From an interview with
Dr. Chad Thornhill
McLeod Pediatric Gastroenterology
Your immune system, which is supposed to protect you, can cause problems when it attacks something it doesn’t like. McLeod Pediatric Gastroenterologist Dr. Chad Thornhill explains the problem of Crohn’s Disease.
Here is a summary of Dr. Thornhill’s comments:
Crohn’s disease is an inflammatory bowel disease, which is anytime your immune system decides your GI tract has something it doesn’t like. You want your immune system there to fight things that you don’t want, such as viruses and bacteria. Yet for a small handful of people, it also starts going after other parts of you. Crohn’s can be in the colon, small intestine, your stomach or even joints and skin, can have reactions to that.

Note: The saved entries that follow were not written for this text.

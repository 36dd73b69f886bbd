#![deny(missing_docs)]
//! Shared logging utilities for the importer workspace.
//!
//! This crate provides the `importer_*` logging macros used across the
//! codebase, the terminal/file logger setup used by the binary, and a
//! minimal test initializer for the global logger.

use std::fs::File;
use std::path::Path;

use log::LevelFilter;
use simplelog::{
    ColorChoice, CombinedLogger, Config, ConfigBuilder, SharedLogger, TermLogger, TerminalMode,
    WriteLogger,
};

/// Logs a trace-level message using the global logging facade.
#[macro_export]
macro_rules! importer_trace {
    ($($arg:tt)*) => {{
        log::trace!($($arg)*);
    }};
}

/// Logs an info-level message using the global logging facade.
#[macro_export]
macro_rules! importer_info {
    ($($arg:tt)*) => {{
        log::info!($($arg)*);
    }};
}

/// Logs a debug-level message using the global logging facade.
#[macro_export]
macro_rules! importer_debug {
    ($($arg:tt)*) => {{
        log::debug!($($arg)*);
    }};
}

/// Logs a warn-level message using the global logging facade.
#[macro_export]
macro_rules! importer_warn {
    ($($arg:tt)*) => {{
        log::warn!($($arg)*);
    }};
}

/// Logs an error-level message using the global logging facade.
#[macro_export]
macro_rules! importer_error {
    ($($arg:tt)*) => {{
        log::error!($($arg)*);
    }};
}

/// Initializes the process logger: terminal output, plus a file when
/// `log_file` is given.
///
/// A log file that cannot be created is reported on stderr and skipped;
/// terminal logging still goes ahead.
pub fn initialize(level: LevelFilter, log_file: Option<&Path>) {
    let config = build_config();

    let mut loggers: Vec<Box<dyn SharedLogger>> = vec![TermLogger::new(
        level,
        config.clone(),
        TerminalMode::Mixed,
        ColorChoice::Auto,
    )];
    if let Some(path) = log_file {
        match File::create(path) {
            Ok(file) => loggers.push(WriteLogger::new(level, config, file)),
            Err(err) => {
                eprintln!("Warning: Could not create log file at {:?}: {}", path, err);
            }
        }
    }

    let _ = CombinedLogger::init(loggers);
}

fn build_config() -> Config {
    ConfigBuilder::new()
        .set_time_format_rfc3339()
        .set_target_level(LevelFilter::Error)
        .build()
}

/// Initializes a simple terminal logger for use in unit tests.
///
/// This safely no-ops if another logger has already been initialized.
pub fn initialize_for_tests() {
    // Use debug level in debug builds, info in release builds.
    let level = if cfg!(debug_assertions) {
        LevelFilter::Debug
    } else {
        LevelFilter::Info
    };

    // Ignore the error if a logger was already set by another test.
    let _ = CombinedLogger::init(vec![TermLogger::new(
        level,
        Config::default(),
        TerminalMode::Mixed,
        ColorChoice::Auto,
    )]);
}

The cause of Crohn’s disease is hard to pin down. It definitely has a genetic component. If you have family members with inflammatory bowel disease or any of the other autoimmune conditions, your risk for Crohn’s is increased. Other elements that play into it, including diet, recent infections, bacteria in your GI tract or even antibiotics. Yet, you can have all of that going against you and never develop inflammatory bowel disease. Or conversely, You can have all of that being perfect and still develop inflammatory bowel disease. So, we’re still working through the process of what causes it
Treatment for inflammatory bowel disease ranges from very minor to relatively invasive treatments. On the mild end, we can try diet changes or topical anti-inflammatory medicine. From that, you start advancing to steroids or medications that change the way your immune system is reacting and causing inflammation. So, the treatment is broad and very patient dependent.